ICE puts the focus on health and safety in construction with a new manual.

Employers must do more to improve health and safety on construction sites, the ICE said this week.

Despite the increased awareness about health hazards on site, some employers are failing to do enough to protect workers from the threats of respiratory, joint and ligament damage.

These can have a massive effect on former employees’ quality of life in later years, as the damage can often take decades to show. 


New guidance

The ICE has published a guide, ICE Manual of Health and Safety in Construction, to give practical, internationally relevant advice to employers and workers in the construction industry.

The manual aims to encourage the production of safer-to-build designs. This is through the elimination of as many hazards as possible, and the proactive management of those hazards that remain.

Speaking at the launch, past president David Orr said one of the most important areas of competence, enshrined in the ICE’s Code of Conduct, is “the professional obligation and legal duty to ensure the health, safety and welfare of anyone affected by our work.” 

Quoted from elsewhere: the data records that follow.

//! Delimited text parsing with encoding fallback and delimiter detection.
//!
//! Produces a [`Table`] of string cells. No catalog-specific logic here:
//! every value stays a string and blank cells are empty strings.

use csv::{ReaderBuilder, StringRecord};
use encoding_rs::Encoding;
use std::borrow::Cow;
use std::collections::HashMap;
use std::path::Path;

use crate::error::{CsvError, CsvResult};

const UTF8_BOM: &[u8] = b"\xEF\xBB\xBF";
const MIN_CHARDET_CONFIDENCE: f32 = 0.5;

/// An input table: ordered unique headers and string rows aligned to them.
#[derive(Debug, Clone, Default, PartialEq)]
pub struct Table {
    headers: Vec<String>,
    rows: Vec<Vec<String>>,
}

impl Table {
    /// Build a table, renaming repeated headers (`X`, `X.1`, ...) and
    /// padding or truncating rows to the header width.
    pub fn new(headers: Vec<String>, rows: Vec<Vec<String>>) -> Self {
        let headers = dedupe_headers(headers);
        let width = headers.len();
        let rows = rows
            .into_iter()
            .map(|mut row| {
                row.resize(width, String::new());
                row
            })
            .collect();
        Self { headers, rows }
    }

    pub fn headers(&self) -> &[String] {
        &self.headers
    }

    pub fn rows(&self) -> &[Vec<String>] {
        &self.rows
    }

    pub fn len(&self) -> usize {
        self.rows.len()
    }

    pub fn is_empty(&self) -> bool {
        self.rows.is_empty()
    }

    /// Resolve a logical column name to a column index.
    ///
    /// Exact match first, then case-insensitive. `None` means the column is
    /// unavailable in this input, which callers treat as an empty value.
    pub fn resolve(&self, name: &str) -> Option<usize> {
        if let Some(idx) = self.headers.iter().position(|h| h == name) {
            return Some(idx);
        }

        // Later headers win on case-insensitive collisions.
        let lower: HashMap<String, usize> = self
            .headers
            .iter()
            .enumerate()
            .map(|(i, h)| (h.to_lowercase(), i))
            .collect();
        lower.get(&name.to_lowercase()).copied()
    }

    /// Cell at (`row`, `col`); rows are always header-width.
    pub fn cell(&self, row: usize, col: usize) -> &str {
        &self.rows[row][col]
    }

    /// Rewrite every cell of one column in place.
    pub fn map_column<F>(&mut self, col: usize, f: F)
    where
        F: Fn(&str) -> String,
    {
        for row in &mut self.rows {
            row[col] = f(&row[col]);
        }
    }
}

fn dedupe_headers(headers: Vec<String>) -> Vec<String> {
    let mut seen: HashMap<String, usize> = HashMap::new();
    let mut out = Vec::with_capacity(headers.len());

    for header in headers {
        let mut candidate = header.clone();
        while let Some(count) = seen.get_mut(&candidate) {
            *count += 1;
            candidate = format!("{}.{}", header, count);
        }
        seen.insert(candidate.clone(), 0);
        out.push(candidate);
    }

    out
}

/// Result of parsing with metadata
#[derive(Debug, Clone)]
pub struct ParseResult {
    /// Parsed table
    pub table: Table,
    /// Encoding the bytes were decoded with
    pub encoding: String,
    /// Detected delimiter
    pub delimiter: char,
}

/// Detect the encoding of raw bytes using chardet.
///
/// Low-confidence guesses fall back to windows-1252, the usual encoding of
/// spreadsheet exports that are not UTF-8.
pub fn detect_encoding(bytes: &[u8]) -> String {
    let (charset, confidence, _) = chardet::detect(bytes);
    if confidence < MIN_CHARDET_CONFIDENCE {
        return "windows-1252".to_string();
    }

    match charset.to_lowercase().as_str() {
        "ascii" | "utf-8" | "utf8" => "utf-8".to_string(),
        "iso-8859-1" | "iso-8859-15" | "latin-1" | "latin1" => "iso-8859-1".to_string(),
        "windows-1252" | "cp1252" => "windows-1252".to_string(),
        "" => "windows-1252".to_string(),
        other => other.to_string(),
    }
}

/// Decode bytes to text.
///
/// Strict UTF-8 first (a leading UTF-8 BOM is dropped). On failure the bytes
/// are decoded once more with a byte-order-mark sniffed encoding, or else the
/// chardet guess; an undecodable fallback is an error.
pub fn decode_content(bytes: &[u8]) -> CsvResult<(String, String)> {
    let body = bytes.strip_prefix(UTF8_BOM).unwrap_or(bytes);
    if let Ok(text) = std::str::from_utf8(body) {
        return Ok((text.to_string(), "utf-8".to_string()));
    }

    let (encoding, body) = match Encoding::for_bom(bytes) {
        Some((enc, bom_len)) => (enc, &bytes[bom_len..]),
        None => {
            let label = detect_encoding(bytes);
            let enc = Encoding::for_label(label.as_bytes())
                .filter(|enc| *enc != encoding_rs::UTF_8)
                .unwrap_or(encoding_rs::WINDOWS_1252);
            (enc, bytes)
        }
    };

    encoding
        .decode_without_bom_handling_and_without_replacement(body)
        .map(|text: Cow<'_, str>| (text.into_owned(), encoding.name().to_lowercase()))
        .ok_or_else(|| {
            CsvError::Encoding(format!("input is neither UTF-8 nor valid {}", encoding.name()))
        })
}

/// Detect the delimiter by counting occurrences in the first line
pub fn detect_delimiter(content: &str) -> char {
    let first_line = content.lines().next().unwrap_or("");

    let separators = [',', ';', '\t', '|'];
    let mut best_sep = ',';
    let mut best_count = 0;

    for &sep in &separators {
        let count = first_line.matches(sep).count();
        if count > best_count {
            best_count = count;
            best_sep = sep;
        }
    }

    best_sep
}

/// Parse decoded text with an explicit delimiter.
pub fn parse_str(content: &str, delimiter: char) -> CsvResult<Table> {
    if content.trim().is_empty() {
        return Err(CsvError::EmptyFile);
    }

    let mut reader = ReaderBuilder::new()
        .delimiter(delimiter as u8)
        .has_headers(true)
        .flexible(true)
        .from_reader(content.as_bytes());

    let headers: Vec<String> = reader
        .headers()
        .map_err(to_parse_error)?
        .iter()
        .map(|h| h.trim().trim_matches('"').to_string())
        .collect();

    if headers.iter().all(|h| h.is_empty()) {
        return Err(CsvError::NoHeaders);
    }

    let mut rows = Vec::new();
    let mut record = StringRecord::new();
    while reader.read_record(&mut record).map_err(to_parse_error)? {
        rows.push(record.iter().map(str::to_string).collect());
    }

    Ok(Table::new(headers, rows))
}

fn to_parse_error(err: csv::Error) -> CsvError {
    let line = err.position().map(|p| p.line()).unwrap_or(0);
    CsvError::parse(line, err.to_string())
}

/// Parse uploaded bytes with encoding fallback and delimiter detection.
pub fn parse_bytes(bytes: &[u8]) -> CsvResult<ParseResult> {
    if bytes.is_empty() {
        return Err(CsvError::EmptyFile);
    }

    let (content, encoding) = decode_content(bytes)?;
    let delimiter = detect_delimiter(&content);
    let table = parse_str(&content, delimiter)?;

    Ok(ParseResult {
        table,
        encoding,
        delimiter,
    })
}

/// Read and parse a file from disk.
pub fn parse_file<P: AsRef<Path>>(path: P) -> CsvResult<ParseResult> {
    let bytes = std::fs::read(path.as_ref())?;
    parse_bytes(&bytes)
}
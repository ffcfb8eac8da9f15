//! Simply-Supported Beam Analysis
//!
//! Runs the analysis pipeline for a single span under any mix of point loads,
//! uniformly distributed loads and uniformly varying loads:
//!
//! 1. Reactions from static equilibrium
//! 2. Shear and moment by superposition of Macaulay terms
//! 3. Elastic curve by double integration of M/EI with v(0) = v(L) = 0
//! 4. Evaluation on a grid of stations
//!
//! Every expression is built once in [`BeamAnalysis::new`] and then evaluated
//! by substitution, so sampling costs one pass over the terms per station.
//!
//! ## Sign Convention
//! - Loads are positive downward, reactions positive upward
//! - Positive moment: tension on bottom fiber (sagging)
//! - Positive shear: left side up, right side down
//! - Positive deflection: upward (a sagging beam deflects negative)
//!
//! ## Example
//! ```rust
//! use beam_core::calculations::beam_analysis::{Beam, BeamAnalysis};
//! use beam_core::loads::{LoadSet, PointLoad};
//! use beam_core::settings::AnalysisModel;
//!
//! // 4 m beam, EI normalized to 1, 10 N at midspan
//! let beam = Beam::new(4.0, 1.0).unwrap();
//! let loads = LoadSet::new().with_load(PointLoad::new(10.0, 2.0));
//! let analysis = BeamAnalysis::new(beam, &loads, AnalysisModel::Exact).unwrap();
//!
//! let series = analysis.sample(0.5).unwrap();
//! assert_eq!(series.len(), 9);
//! assert!((series.max_moment() - 10.0).abs() < 1e-9);
//! ```

use serde::Serialize;

use super::deflection::ElasticCurve;
use super::internal_forces::InternalForces;
use super::reactions::{self, ReactionPair};
use super::sampling::{grid_positions, Sample, SampleSeries};
use crate::errors::{CalcError, CalcResult};
use crate::loads::LoadSet;
use crate::materials::MaterialConfig;
use crate::section::RectangularSection;
use crate::settings::AnalysisModel;

/// Span length and flexural rigidity. Both are positive by construction.
#[derive(Debug, Clone, Copy, PartialEq, Serialize)]
pub struct Beam {
    length_m: f64,
    ei_nm2: f64,
}

impl Beam {
    /// Create a beam of `length_m` with flexural rigidity `ei_nm2` (N·m²)
    pub fn new(length_m: f64, ei_nm2: f64) -> CalcResult<Self> {
        if !length_m.is_finite() || length_m <= 0.0 {
            return Err(CalcError::invalid_geometry(
                "length_m",
                length_m.to_string(),
                "Beam length must be positive",
            ));
        }
        if !ei_nm2.is_finite() || ei_nm2 <= 0.0 {
            return Err(CalcError::invalid_geometry(
                "ei_nm2",
                ei_nm2.to_string(),
                "Flexural rigidity EI must be positive",
            ));
        }
        Ok(Beam { length_m, ei_nm2 })
    }

    /// Beam with EI = E·I taken from a section and material
    pub fn from_section(
        length_m: f64,
        section: &RectangularSection,
        material: &MaterialConfig,
    ) -> CalcResult<Self> {
        Self::new(length_m, material.elastic_modulus_pa * section.moment_of_inertia())
    }

    pub fn length_m(&self) -> f64 {
        self.length_m
    }

    pub fn ei_nm2(&self) -> f64 {
        self.ei_nm2
    }

    /// Reject positions outside [0, L]
    pub fn check_position(&self, field: &str, x_m: f64) -> CalcResult<()> {
        if (0.0..=self.length_m).contains(&x_m) {
            Ok(())
        } else {
            Err(CalcError::out_of_range(field, x_m, self.length_m))
        }
    }
}

/// Derived functions for one beam and load set.
#[derive(Debug, Clone)]
pub struct BeamAnalysis {
    beam: Beam,
    model: AnalysisModel,
    reactions: ReactionPair,
    forces: InternalForces,
    curve: ElasticCurve,
}

impl BeamAnalysis {
    /// Validate the loads against the beam and build every expression.
    pub fn new(beam: Beam, loads: &LoadSet, model: AnalysisModel) -> CalcResult<Self> {
        loads.validate(beam.length_m)?;

        let reactions = reactions::solve(loads, beam.length_m, model);
        let forces = InternalForces::build(loads, &reactions, model);
        let curve = ElasticCurve::solve(forces.moment_fn(), beam.ei_nm2, beam.length_m);

        Ok(BeamAnalysis {
            beam,
            model,
            reactions,
            forces,
            curve,
        })
    }

    pub fn beam(&self) -> &Beam {
        &self.beam
    }

    pub fn model(&self) -> AnalysisModel {
        self.model
    }

    pub fn reactions(&self) -> ReactionPair {
        self.reactions
    }

    pub fn elastic_curve(&self) -> &ElasticCurve {
        &self.curve
    }

    /// Shear V(x) (N)
    pub fn shear_at(&self, x_m: f64) -> f64 {
        self.forces.shear_at(x_m)
    }

    /// Moment M(x) (N·m)
    pub fn moment_at(&self, x_m: f64) -> f64 {
        self.forces.moment_at(x_m)
    }

    /// Slope θ(x) (rad)
    pub fn slope_at(&self, x_m: f64) -> f64 {
        self.curve.slope_at(x_m)
    }

    /// Deflection v(x) (m), positive upward
    pub fn deflection_at(&self, x_m: f64) -> f64 {
        self.curve.deflection_at(x_m)
    }

    /// Evaluate a single station, rejecting positions off the span.
    pub fn sample_at(&self, x_m: f64) -> CalcResult<Sample> {
        self.beam.check_position("x_m", x_m)?;
        Ok(self.eval(x_m))
    }

    /// Evaluate the full grid with spacing `step_m`.
    pub fn sample(&self, step_m: f64) -> CalcResult<SampleSeries> {
        let positions = grid_positions(self.beam.length_m, step_m)?;
        let samples = positions
            .into_iter()
            .map(|x| {
                let s = self.eval(x);
                log::trace!(
                    "x = {:.4} m: V = {:.6} N, M = {:.6} N·m, v = {:e} m",
                    x,
                    s.shear_n,
                    s.moment_nm,
                    s.deflection_m
                );
                s
            })
            .collect();
        Ok(SampleSeries::from_samples(samples))
    }

    fn eval(&self, x_m: f64) -> Sample {
        Sample {
            x_m,
            shear_n: self.shear_at(x_m),
            moment_nm: self.moment_at(x_m),
            deflection_m: self.deflection_at(x_m),
        }
    }
}

#[cfg(test)]
mod tests {
    use super::*;
    use crate::loads::{DistributedLoad, PointLoad, VaryingLoad};
    use approx::{assert_abs_diff_eq, assert_relative_eq};

    #[test]
    fn test_beam_rejects_bad_geometry() {
        assert_eq!(Beam::new(0.0, 1.0).unwrap_err().error_code(), "INVALID_GEOMETRY");
        assert_eq!(Beam::new(4.0, -2.0).unwrap_err().error_code(), "INVALID_GEOMETRY");
        assert!(Beam::new(f64::INFINITY, 1.0).is_err());
    }

    #[test]
    fn test_beam_from_section() {
        let section = RectangularSection::new(0.15, 0.30, 0.01);
        let beam = Beam::from_section(6.0, &section, &MaterialConfig::structural_steel()).unwrap();
        assert_relative_eq!(beam.ei_nm2(), 200e9 * 3.375e-4, max_relative = 1e-12);
    }

    #[test]
    fn test_point_load_deflection_matches_closed_form() {
        // P at a from the left: for x <= a, v = -Pbx(L² - b² - x²)/(6EIL)
        let (p, a, l, ei) = (1000.0, 3.0, 10.0, 5.0e5);
        let b = l - a;
        let beam = Beam::new(l, ei).unwrap();
        let loads = LoadSet::new().with_load(PointLoad::new(p, a));
        let analysis = BeamAnalysis::new(beam, &loads, AnalysisModel::Exact).unwrap();

        for x in [0.5, 1.0, 2.0, 3.0] {
            let expected = -p * b * x * (l * l - b * b - x * x) / (6.0 * ei * l);
            assert_relative_eq!(analysis.deflection_at(x), expected, max_relative = 1e-9);
        }
    }

    #[test]
    fn test_partial_udl_deflection_matches_point_load_sum() {
        // a partial UDL approximated by many point loads converges to the exact curve
        let (w, a, c, l, ei) = (200.0, 1.0, 4.0, 8.0, 1.0e6);
        let beam = Beam::new(l, ei).unwrap();
        let exact = BeamAnalysis::new(
            beam,
            &LoadSet::new().with_load(DistributedLoad::new(w, a, c)),
            AnalysisModel::Exact,
        )
        .unwrap();

        let n = 2000;
        let seg = (c - a) / n as f64;
        let lumped: LoadSet = (0..n)
            .map(|i| PointLoad::new(w * seg, a + (i as f64 + 0.5) * seg).into())
            .collect();
        let approx = BeamAnalysis::new(beam, &lumped, AnalysisModel::Exact).unwrap();

        for x in [1.0, 2.5, 4.0, 6.0] {
            assert_relative_eq!(
                exact.deflection_at(x),
                approx.deflection_at(x),
                max_relative = 1e-5
            );
            assert_relative_eq!(exact.moment_at(x), approx.moment_at(x), max_relative = 1e-5);
        }
    }

    #[test]
    fn test_sample_at_rejects_outside_span() {
        let beam = Beam::new(6.0, 1.0).unwrap();
        let analysis = BeamAnalysis::new(beam, &LoadSet::new(), AnalysisModel::Exact).unwrap();
        assert_eq!(analysis.sample_at(6.01).unwrap_err().error_code(), "OUT_OF_RANGE_POSITION");
        assert_eq!(analysis.sample_at(-0.1).unwrap_err().error_code(), "OUT_OF_RANGE_POSITION");
        assert!(analysis.sample_at(6.0).is_ok());
    }

    #[test]
    fn test_invalid_load_rejected_before_analysis() {
        let beam = Beam::new(6.0, 1.0).unwrap();
        let loads = LoadSet::new().with_load(VaryingLoad::new(10.0, 7.0, 2.0));
        assert_eq!(
            BeamAnalysis::new(beam, &loads, AnalysisModel::Exact).unwrap_err().error_code(),
            "OUT_OF_RANGE_POSITION"
        );
    }

    #[test]
    fn test_series_is_ordered_and_closed() {
        let beam = Beam::new(5.3, 2.0e4).unwrap();
        let loads = LoadSet::new()
            .with_load(PointLoad::new(400.0, 1.2))
            .with_load(VaryingLoad::new(90.0, 5.3, 2.0));
        let analysis = BeamAnalysis::new(beam, &loads, AnalysisModel::Exact).unwrap();
        let series = analysis.sample(0.5).unwrap();

        assert!(series.samples().windows(2).all(|w| w[0].x_m < w[1].x_m));
        let last = series.samples().last().unwrap();
        assert_eq!(last.x_m, 5.3);
        assert_abs_diff_eq!(last.deflection_m, 0.0, epsilon = 1e-12);
        assert_abs_diff_eq!(last.moment_nm, 0.0, epsilon = 1e-9);
    }
}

“But should we take care of health, safety and welfare simply because legislation forces us to?  Or should we do so because it’s the right thing to do in the first place?” he asked.
 “We do this not because we must, but because it is at the very core of being a professional civil engineer,” he said.

ICE Manual of Health and Safety in Construction uses real-life situations to provide a practical reference for practising engineers and technicians and a comprehensive overview of the topic for students.

“This is not an academic textbook.  Rather, it demonstrates how working safely can become second nature, improve the way we do things, and provide the key to successful construction,” said Orr.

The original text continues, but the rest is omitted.